Para perceber é necessário que exista “curiosidade, questões ampliadoras e elucidativas, aproximação, check-questions, exame de possibilidades e questões hipotéticas” (Alrø & Skovsmose, 2006, p. 117).

3. Educação Matemática Crítica

No desenrolar de um processo de cooperação investigativa, podem surgir perspetivas interessantes e relevantes que são ignoradas ou deixadas de parte. Num processo aberto pode acontecer o ‘não ser capaz de perceber’. Isto pode ocorrer por diversos motivos, por exemplo, porque o aluno ignorou uma sugestão interessante do professor ou de um colega; porque rejeitou as suas próprias propostas, sem antes examiná-las; ou porque está a mostrar-se contrário a uma ideia sem antes discuti-la. Nestes casos em que os alunos não são capazes de captar uma perspetiva em certa sugestão, é necessário que uma ‘autoridade’ chame a atenção para certas ideias que mereçam atenção particular. O professor tem um papel importante no processo de possibilitar que o aluno perceba. Ao cooperar com os alunos, o professor pode interferir para que estes percebam perspetivas. Uma forma de o fazer pode ser, por exemplo, fazendo questões hipotéticas, pois assim pode abrir possibilidade para que os alunos prossigam com questões ampliadoras e esclarecedoras. Desta forma, o questionamento mútuo poderá criar novas perspetivas e elucidar outras.

Quando o aluno consegue expressar a sua própria perspetiva, então ela pode ser reconhecida em termos matemáticos, tanto pelo próprio aluno como pelo professor. Desta forma, o processo de reconhecimento pode fornecer recursos para investigações posteriores.

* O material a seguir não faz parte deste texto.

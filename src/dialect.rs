//! Dialect model and detection.
//!
//! Detection runs the W3C log fast path first, then scores separator
//! candidates over a raw and a quote-aware character profile, and falls back
//! to fixed-width recognition when neither profile yields a separator.

use std::cmp::Ordering;

use log::{debug, info};
use serde::{Deserialize, Serialize};

use crate::{
    config::InferenceOptions,
    fixed_width::detect_field_widths,
    frequency::FrequencyProfile,
    separator::{self, SeparatorGuess, choose_separator},
    w3c::detect_w3c,
};

/// Separator value of an undetermined dialect.
pub const UNDETERMINED: char = '\0';
/// Width of the final fixed-width field: the rest of the line.
pub const REST_OF_LINE: i32 = -1;
pub const DEFAULT_QUOTE: char = '"';

/// Lexical conventions needed to split raw text into fields.
#[derive(Debug, Clone, PartialEq, Eq, Serialize, Deserialize)]
#[serde(deny_unknown_fields)]
pub struct Dialect {
    pub separator: char,
    #[serde(default)]
    pub quote: Option<char>,
    #[serde(default)]
    pub comment: Option<char>,
    #[serde(default, skip_serializing_if = "Option::is_none")]
    pub fixed_widths: Option<Vec<i32>>,
    #[serde(default)]
    pub has_header: Option<bool>,
    #[serde(default, skip_serializing_if = "Option::is_none")]
    pub field_names: Option<Vec<String>>,
}

impl Default for Dialect {
    fn default() -> Self {
        Self::undetermined()
    }
}

impl Dialect {
    /// The "ask the user" result: no separator and no field widths.
    pub fn undetermined() -> Self {
        Self {
            separator: UNDETERMINED,
            quote: Some(DEFAULT_QUOTE),
            comment: None,
            fixed_widths: None,
            has_header: None,
            field_names: None,
        }
    }

    pub fn delimited(separator: char, quote: Option<char>) -> Self {
        Self {
            separator,
            quote,
            ..Self::undetermined()
        }
    }

    pub fn fixed_width(widths: Vec<i32>) -> Self {
        Self {
            quote: None,
            fixed_widths: Some(widths),
            ..Self::undetermined()
        }
    }

    pub fn with_header(mut self, has_header: Option<bool>) -> Self {
        self.has_header = has_header;
        self
    }

    pub fn is_fixed_width(&self) -> bool {
        self.fixed_widths.as_ref().is_some_and(|widths| !widths.is_empty())
    }

    pub fn is_determined(&self) -> bool {
        self.separator != UNDETERMINED || self.is_fixed_width()
    }
}

pub fn printable_separator(separator: char) -> String {
    match separator {
        UNDETERMINED => "<undetermined>".to_string(),
        '\t' => "\\t".to_string(),
        ' ' => "<space>".to_string(),
        other => other.to_string(),
    }
}

/// Guesses the dialect of `text` without any user-supplied schema.
pub fn detect(text: &str, options: &InferenceOptions) -> Dialect {
    if let Some(dialect) = detect_w3c(text) {
        return dialect;
    }

    let profile = FrequencyProfile::scan(text, options.sample_lines);
    if profile.line_count() == 0 {
        debug!("No non-blank lines to sample; dialect undetermined");
        return Dialect::undetermined();
    }

    let preferred = options.preferred_separators();
    let lines = profile.line_count();
    let raw = choose_separator(&profile.raw.statistics(), lines, &preferred);
    let quote_aware = choose_separator(&profile.quote_aware.statistics(), lines, &preferred);
    debug!(
        "Separator guesses over {lines} line(s): raw {} (uncertainty {}), quote-aware {} (uncertainty {})",
        describe(&raw),
        raw.uncertainty,
        describe(&quote_aware),
        quote_aware.uncertainty
    );

    let (separator, quote) = match separator::compare(&quote_aware, &raw) {
        Ordering::Less => (quote_aware.separator, Some(DEFAULT_QUOTE)),
        Ordering::Greater => (raw.separator, None),
        Ordering::Equal => (raw.separator, Some(DEFAULT_QUOTE)),
    };
    if let Some(separator) = separator {
        info!(
            "Detected separator '{}' (quoting {})",
            printable_separator(separator),
            if quote.is_some() { "on" } else { "off" }
        );
        return Dialect::delimited(separator, quote);
    }

    match detect_field_widths(&profile) {
        Some(widths) => {
            info!("Detected fixed-width layout with {} field(s)", widths.len());
            Dialect::fixed_width(widths)
        }
        None => {
            info!("Unable to determine the dialect; manual settings are required");
            Dialect::undetermined()
        }
    }
}

fn describe(guess: &SeparatorGuess) -> String {
    guess
        .separator
        .map(printable_separator)
        .unwrap_or_else(|| printable_separator(UNDETERMINED))
}

#[cfg(test)]
mod tests {
    use super::*;

    fn detect_default(text: &str) -> Dialect {
        detect(text, &InferenceOptions::default())
    }

    #[test]
    fn detects_comma_separated_table() {
        let text = "h1,h2,h3\n1,2,3\n4,5,6\n7,8,9\n10,11,12\n13,14,15\n";
        let dialect = detect_default(text);
        assert_eq!(dialect.separator, ',');
        assert_eq!(dialect.quote, Some('"'));
        assert!(dialect.is_determined());
        assert!(!dialect.is_fixed_width());
    }

    #[test]
    fn quoted_separators_favour_quote_aware_profile() {
        let text = "\
name;note
\"Smith; John\";ok
\"Doe; Jane\";\"late; twice\"
plain;fine
";
        let dialect = detect_default(text);
        assert_eq!(dialect.separator, ';');
        assert_eq!(dialect.quote, Some('"'));
    }

    #[test]
    fn stray_quote_turns_quoting_off() {
        // the unmatched quote hides every later comma from the quote-aware profile
        let dialect = detect_default("a,b,c\n5\",6,7\n8,9,10\n11,12,13\n");
        assert_eq!(dialect.separator, ',');
        assert_eq!(dialect.quote, None);
    }

    #[test]
    fn empty_input_is_undetermined() {
        let dialect = detect_default("");
        assert_eq!(dialect, Dialect::undetermined());
        assert!(!dialect.is_determined());
        assert!(!detect_default("\n\n  \n").is_determined());
    }

    #[test]
    fn single_ambiguous_line_takes_first_constant_separator() {
        // one line: every character has zero variance
        let dialect = detect_default("a;b,c;d");
        assert_eq!(dialect.separator, ';');

        let tied = detect_default("a|b,c");
        assert_eq!(tied.separator, ',');
    }

    #[test]
    fn falls_back_to_fixed_widths() {
        let text = "\
id    name      city
1     Alice     Oslo
22    Bob       Lima
";
        let dialect = detect_default(text);
        assert_eq!(dialect.separator, UNDETERMINED);
        assert_eq!(dialect.fixed_widths, Some(vec![6, 10, REST_OF_LINE]));
        assert_eq!(dialect.quote, None);
        assert!(dialect.is_determined());
    }

    #[test]
    fn w3c_logs_bypass_statistics() {
        let text = "#Version: 1.0\n#Fields: date time cs-uri\n2024-01-01 10:00:00 /a\n";
        let dialect = detect_default(text);
        assert_eq!(dialect.separator, ' ');
        assert_eq!(dialect.comment, Some('#'));
        assert_eq!(dialect.field_names.map(|names| names.len()), Some(3));
    }

    #[test]
    fn preferred_separators_are_configurable() {
        let text = "a:b:c\n1:2:3\n4:5:6\n";
        let options = InferenceOptions {
            preferred_separators: ":".to_string(),
            ..InferenceOptions::default()
        };
        assert_eq!(detect(text, &options).separator, ':');
        // still found without preference once it averages two per line
        assert_eq!(detect_default(text).separator, ':');
    }

    #[test]
    fn dialect_serializes_to_yaml() {
        let dialect = Dialect::delimited(';', None).with_header(Some(true));
        let yaml = serde_yaml::to_string(&dialect).expect("serialize");
        let parsed: Dialect = serde_yaml::from_str(&yaml).expect("deserialize");
        assert_eq!(parsed, dialect);
    }

    #[test]
    fn printable_separator_names_whitespace() {
        assert_eq!(printable_separator('\t'), "\\t");
        assert_eq!(printable_separator(' '), "<space>");
        assert_eq!(printable_separator('\0'), "<undetermined>");
        assert_eq!(printable_separator('|'), "|");
    }
}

Analisar e refletir sobre diferentes perspetivas são metas cruciais e características importantes da comunicação num processo de investigação. Estas exigem a curiosidade para examinar, de forma aberta e sem retaliações, novas ideias e sugestões e flexibilidade para mudar de direção quando uma nova perspetiva é percebida ou uma perspetiva já existente é alterada. Estas características da comunicação estão intrinsecamente ligadas ao processo de cooperação investigativa e têm influência sobre a capacidade de agir dos alunos e de dar andamento no seu trabalho, durante um processo de investigação.

A viabilidade de realização de um ato de comunicação depende do grau de incorporação das perspetivas dos alunos no processo de investigação. Se os alunos encontrarem motivos para analisar as perspetivas apresentadas, então dar-se-á início a um processo de investigação e essas perspetivas poderão ser consideradas como um importante instrumento de aprendizagem. Examinar as perspetivas dos alunos ajuda o professor a conhecer os seus modos de pensar e traz aos alunos maior consciência da sua própria maneira de agir em sala de aula.